MENU

Decisão judicial causa revolta ao associar crime a etnia negra

Entidades da sociedade civil pedem providências contra magistrada que proferiu a sentença

Publicado: 13 Agosto, 2020 - 10h05 | Última modificação: 13 Agosto, 2020 - 10h28

Escrito por: CUT Paraná

Reprodução
notice

Nesta quarta-feira (12) uma sentença da 1ª Vara Criminal de Curitiba causou revolta. A magistrada Inês Marchalek Zarpelon proferiu uma sentença que condenou o réu em virtude da cor de sua pele. “Sobre sua conduta social nada se sabe. Seguramente integrante do grupo criminoso, em razão de sua raça, agia de forma extremamente discreta os delitos”, diz trecho da decisão.

O fato gerou revolta e diversas entidades da sociedade civil pediram providências contra a juíza que agora, deverá responder, no Conselho Nacional de Justiça (CNJ), pela sentença racista. A advogada do réu já anunciou que, além de interpelar o órgão, vai recorrer da decisão.

O secretário de combate ao Racismo da CUT Paraná e de Igualdade Racial da APP-Sindicato, Luiz Carlos dos Santos, o Luizinho, reforçou que este é mais um caso de racismo estrutural no Brasil. “Não podemos nos calar diante de qualquer manifestação racista, o magistrado brasileiro não está acima da lei, o racismo é crime inafiançável. O racismo é estruturante de nossa sociedade e todos os dia se manifestas em ações discriminatórias em todos os setores da sociedade. O racismo mata, sigamos na luta por uma sociedade antirracista”, apontou.

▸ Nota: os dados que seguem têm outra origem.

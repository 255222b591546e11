//! Per-line assembler errors.

use spindle_core::{Diagnostic, DiagnosticKind, Location};
use thiserror::Error;

/// Something wrong with one source line.
#[derive(Debug, Error, Clone, PartialEq)]
pub enum AsmError {
    /// Unknown instruction
    #[error("unknown mnemonic '{0}'")]
    UnknownMnemonic(String),

    /// Wrong number of operands
    #[error("{mnemonic} expects {expected}, found {found} operand(s)")]
    OperandCount {
        /// Instruction.
        mnemonic: String,
        /// Expected operand form, e.g. `"reg, coefficient"`.
        expected: &'static str,
        /// Operands given.
        found: usize,
    },

    /// Operand text that does not parse
    #[error("malformed operand '{text}': {reason}")]
    MalformedOperand {
        /// The operand.
        text: String,
        /// Parser message.
        reason: String,
    },

    /// Malformed `EQU`/`MEM` or label
    #[error("malformed declaration: {0}")]
    MalformedDeclaration(String),

    /// Symbol never defined
    #[error("undefined symbol '{0}'")]
    UndefinedSymbol(String),

    /// Symbol defined twice
    #[error("symbol '{name}' already defined on line {first_line}")]
    DuplicateSymbol {
        /// Symbol name.
        name: String,
        /// Line of the first definition.
        first_line: usize,
    },

    /// `EQU` definitions that refer to each other
    #[error("circular definition of '{0}'")]
    CircularDefinition(String),

    /// `^`/`#` on something that is not a memory block
    #[error("'{0}' is not a memory block")]
    NotMemory(String),

    /// Integer operand outside its field
    #[error("{field} value {value} does not fit in {bits} bits")]
    FieldOverflow {
        /// Operand name.
        field: &'static str,
        /// Value given.
        value: i64,
        /// Field width.
        bits: u32,
    },

    /// Real operand outside its fixed-point range (strict mode)
    #[error("{field} value {value} is outside the {format} range [{min}, {max}]")]
    RealOutOfRange {
        /// Operand name.
        field: &'static str,
        /// Value given.
        value: f64,
        /// Fixed-point format name.
        format: &'static str,
        /// Smallest representable value.
        min: f64,
        /// Largest representable value.
        max: f64,
    },

    /// Real given where an integer is required
    #[error("{field} must be an integer, found {value}")]
    NotInteger {
        /// Operand name.
        field: &'static str,
        /// Value given.
        value: f64,
    },

    /// Skip target behind the instruction or too far ahead
    #[error("skip distance {0} is outside 0..=63")]
    SkipOutOfRange(i64),

    /// Division by zero in an expression
    #[error("division by zero")]
    DivisionByZero,

    /// Instruction beyond the last program slot
    #[error("program exceeds {0} instructions")]
    ProgramTooLarge(usize),

    /// `MEM` declarations exceed delay memory
    #[error("memory block '{name}' needs {size} words but only {available} remain")]
    MemoryExhausted {
        /// Block name.
        name: String,
        /// Words requested, including any guard word.
        size: i64,
        /// Words left.
        available: usize,
    },
}

impl AsmError {
    /// Taxonomy entry for this error.
    pub const fn kind(&self) -> DiagnosticKind {
        match self {
            AsmError::UnknownMnemonic(_)
            | AsmError::OperandCount { .. }
            | AsmError::MalformedOperand { .. }
            | AsmError::MalformedDeclaration(_)
            | AsmError::DivisionByZero => DiagnosticKind::AssemblySyntax,
            AsmError::UndefinedSymbol(_)
            | AsmError::DuplicateSymbol { .. }
            | AsmError::CircularDefinition(_)
            | AsmError::NotMemory(_) => DiagnosticKind::AssemblySymbol,
            AsmError::FieldOverflow { .. }
            | AsmError::RealOutOfRange { .. }
            | AsmError::NotInteger { .. }
            | AsmError::SkipOutOfRange(_)
            | AsmError::ProgramTooLarge(_)
            | AsmError::MemoryExhausted { .. } => DiagnosticKind::AssemblyEncoding,
        }
    }

    /// Fatal diagnostic at a 1-based line.
    pub fn at(&self, line: usize) -> Diagnostic {
        Diagnostic::fatal(self.kind(), Location::Line(line), self.to_string())
    }

    pub(crate) fn malformed(text: &str, reason: impl Into<String>) -> Self {
        AsmError::MalformedOperand {
            text: text.to_string(),
            reason: reason.into(),
        }
    }
}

O Movimento Negro Unificando (MNU) divulgou uma nota sobre o caso. “O Movimento Negro Unificado, fundado em 1978, atua na superação do racismo e na construção de uma sociedade onde se pratique a democracia racial necessária. No entanto, a sentença proferida pela juíza Inês Marchalek Zarpelon constitui flagrante delito, um ato criminoso pois ofende o princípio constitucional e compromete o direito à defesa do acusado. O texto da sentença revela que a magistrada operou em malefício do réu porque ele é um homem negro”, diz trecho do texto.

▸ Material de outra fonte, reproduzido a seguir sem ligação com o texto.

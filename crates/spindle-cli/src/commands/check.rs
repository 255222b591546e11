//! Graph check command: validation and scheduling only.

use std::path::PathBuf;

use clap::Args;
use spindle_compiler::GraphCompiler;
use spindle_config::{ProjectConfig, build_registry, load_graph};

use super::common::report;

#[derive(Args, Debug)]
pub struct CheckArgs {
    /// Graph document (JSON)
    input: PathBuf,

    /// Print the generation order
    #[arg(long)]
    schedule: bool,

    /// Print the result as JSON
    #[arg(long)]
    json: bool,

    /// Skip templates in the user configuration directory
    #[arg(long)]
    no_user_templates: bool,
}

pub fn run(args: CheckArgs, config: &ProjectConfig) -> anyhow::Result<()> {
    let registry = build_registry(config, !args.no_user_templates)?;
    let graph = load_graph(&args.input)?;
    let source = args.input.display().to_string();

    let result = GraphCompiler::new(&registry).check(&graph);
    if args.json {
        let summary = serde_json::json!({
            "source": source,
            "success": result.success,
            "schedule": result.schedule,
            "diagnostics": result.diagnostics,
        });
        println!("{}", serde_json::to_string_pretty(&summary)?);
        if !result.success {
            anyhow::bail!(
                "check failed with {} error(s)",
                result.diagnostics.fatal_count()
            );
        }
        return Ok(());
    }

    report(&source, result.diagnostics.iter());
    if !result.success {
        anyhow::bail!(
            "check failed with {} error(s)",
            result.diagnostics.fatal_count()
        );
    }

    if args.schedule {
        for (i, id) in result.schedule.iter().enumerate() {
            println!("{:3}  {id}", i + 1);
        }
    }
    println!(
        "{source}: ok ({} blocks, {} connections, {} warning(s))",
        graph.blocks.len(),
        graph.connections.len(),
        result.diagnostics.warnings().count()
    );
    Ok(())
}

A magistrada, por sua vez, após a enorme repercussão da sentença também divulgou uma nota para tentar explicar a situação. ”Em nenhum momento a cor foi utilizada – e nem poderia – como fator para concluir, como base da fundamentação da sentença, que o acusado pertence a uma organização criminosa. A avaliação é sempre feita com base em provas”, disse a juíza no texto divulgado.

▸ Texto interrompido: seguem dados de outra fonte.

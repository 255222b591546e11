//! Platform-specific paths and project file discovery.
//!
//! # Directory Structure
//!
//! - **User config**: `~/.config/spindle/` (Linux), `~/Library/Application Support/spindle/` (macOS), `%APPDATA%\spindle\` (Windows)
//! - **User templates**: `<user config>/blocks/`
//! - **Project file**: `spindle.toml`, found by walking up from the working directory

use std::path::{Path, PathBuf};

/// Application name used for directory paths.
const APP_NAME: &str = "spindle";

/// Subdirectory name for user block templates.
const TEMPLATES_SUBDIR: &str = "blocks";

/// Project configuration file name.
pub const CONFIG_FILE_NAME: &str = "spindle.toml";

/// File extension of block template files.
pub const TEMPLATE_EXTENSION: &str = "blk";

/// Returns the user-specific configuration directory.
///
/// Returns a fallback path if the config directory cannot be determined.
pub fn user_config_dir() -> PathBuf {
    dirs::config_dir()
        .unwrap_or_else(|| PathBuf::from("."))
        .join(APP_NAME)
}

/// Returns the user-specific block template directory.
pub fn user_templates_dir() -> PathBuf {
    user_config_dir().join(TEMPLATES_SUBDIR)
}

/// Finds the nearest `spindle.toml` in `start` or any of its ancestors.
pub fn find_config(start: &Path) -> Option<PathBuf> {
    start
        .ancestors()
        .map(|dir| dir.join(CONFIG_FILE_NAME))
        .find(|candidate| candidate.is_file())
}

/// Lists `*.blk` files in `dir`, sorted by path.
///
/// # Errors
///
/// Returns an error if the directory exists but cannot be read.
pub fn list_templates_in_dir(dir: &Path) -> Result<Vec<PathBuf>, crate::ConfigError> {
    let entries = std::fs::read_dir(dir).map_err(|e| crate::ConfigError::read_dir(dir, e))?;
    let mut templates: Vec<PathBuf> = entries
        .filter_map(Result::ok)
        .map(|entry| entry.path())
        .filter(|path| {
            path.is_file() && path.extension().is_some_and(|ext| ext == TEMPLATE_EXTENSION)
        })
        .collect();
    templates.sort();
    Ok(templates)
}

#[cfg(test)]
mod tests {
    use super::*;
    use tempfile::TempDir;

    #[test]
    fn user_templates_dir_ends_with_app_and_subdir() {
        let dir = user_templates_dir();
        assert!(dir.ends_with("spindle/blocks"));
    }

    #[test]
    fn find_config_walks_up() {
        let root = TempDir::new().unwrap();
        let nested = root.path().join("a").join("b");
        std::fs::create_dir_all(&nested).unwrap();
        assert!(find_config(&nested).is_none_or(|found| !found.starts_with(root.path())));

        std::fs::write(root.path().join(CONFIG_FILE_NAME), "").unwrap();
        assert_eq!(
            find_config(&nested),
            Some(root.path().join(CONFIG_FILE_NAME))
        );
    }

    #[test]
    fn lists_only_templates() {
        let dir = TempDir::new().unwrap();
        std::fs::write(dir.path().join("b.blk"), "").unwrap();
        std::fs::write(dir.path().join("a.blk"), "").unwrap();
        std::fs::write(dir.path().join("notes.txt"), "").unwrap();
        std::fs::create_dir(dir.path().join("sub.blk")).unwrap();
        let found = list_templates_in_dir(dir.path()).unwrap();
        assert_eq!(found, vec![dir.path().join("a.blk"), dir.path().join("b.blk")]);
    }

    #[test]
    fn missing_dir_is_an_error() {
        let dir = TempDir::new().unwrap();
        assert!(list_templates_in_dir(&dir.path().join("nope")).is_err());
    }
}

Para o secretário da CUT, Luiz Carlos dos Santos, no entanto, a nota não é suficiente e nega o inegável. “Basta de racismo, vidas negras importam”, enfatizou.

Confira a íntegra da nota do MNU: 

MOVIMENTO NEGRO UNIFICADO – PARANÁ CARTA DENÚNCIA

O Movimento Negro Unificado, sessão Paraná, vem a público manifestar veemente repúdio e exigir providências no tocante as manifestações racistas da juíza Inês Marchalek Zarpelon, da 1a Vara Criminal da Comarca da Região Metropolitana de Curitiba (PR).


De acordo com informações veiculadas na imprensa, a juíza Inês Marchalek Zarpelon julgou a Natan Vieira da Paz, 42 anos, o qual foi condenado a 14 anos e 2 meses de prisão. No texto da sentença, a juíza Inês Marchalek Zarpelon referiu-se ao réu, declarando que "sobre sua conduta social nada se sabe. Seguramente integrante do grupo criminoso, em razão de sua raça."


O posicionamento da juíza em relação ao acusado extrapola a extensão de sua responsabilidade como julgadora. Conforme disposto no Inciso XLII do Artigo 5o da Constituição Federal,“a prática do racismo constitui crime inafiançável e imprescritível, sujeito à pena de reclusão, nos termos da lei.” Ora, o Artigo 5o da Constituição Federal determina a igualdade entre todas as pessoas neste país, porém, a manifestação daquela autoridade no julgamento do réu entra em contradição absoluta com
o princípio constitucional.


O Movimento Negro Unificado, fundado em 1978, atua na superação do racismo e na construção de uma sociedade onde se pratique a democracia racial necessária. No entanto, a sentença proferida pela juíza Inês Marchalek Zarpelon constitui flagrante delito, um ato criminoso pois ofende o princípio constitucional e compromete o direito à defesa do acusado. O texto da sentença revela que a magistrada operou em malefício do réu porque ele é um homem negro.


Conforme entendimento do Supremo Tribunal Federal, a noção de racismo abrange toda e qualquer forma de discriminação que implique em “distinções entre os
homens por restrições ou preferências oriundas de raça, cor, credo, descendência ou origem nacional ou étnica, inspiradas na pretensa superioridade de um povo sobre outro”.1 Nesta linha, a sentença proferida pela juíza Zarpelon, ao atrelar a condição de ser criminoso à raça do indivíduo, resgata um argumento extremamente discriminatório contra a população negra do país, criado exclusivamente para manter uma suposta supremacia branca, oficializando o racismo como critério persecutório e punitivo.


O acontecimento também evidencia a urgência de mudanças no panorama da magistratura brasileira, majoritariamente masculina e branca. Faz-se cada vez mais necessária a presença de magistrados negros e negras no sistema judiciário, que compreendam e se posicionem contra o racismo, combatendo assim mecanismos de opressão que se perpetuam institucionalmente.


Desse modo, em vista da verdade, da justiça e da democracia, o Movimento Negro Unificado exige das autoridades a imediata anulação do referido julgamento presidido pela juíza Inês Marchalek Zarpelon e a instauração de novo julgamento para que se garanta a imparcialidade e o direito à justiça.


Com relação a manifestação da magistrada, o Movimento Negro Unificado exige a imediata instauração de processo administrativo disciplinar para apurar a conduta da juíza Zarpelon e que oficie-se o Ministério Público para apurar sua responsabilização pelo crime de racismo que praticou durante o exercício de sua função.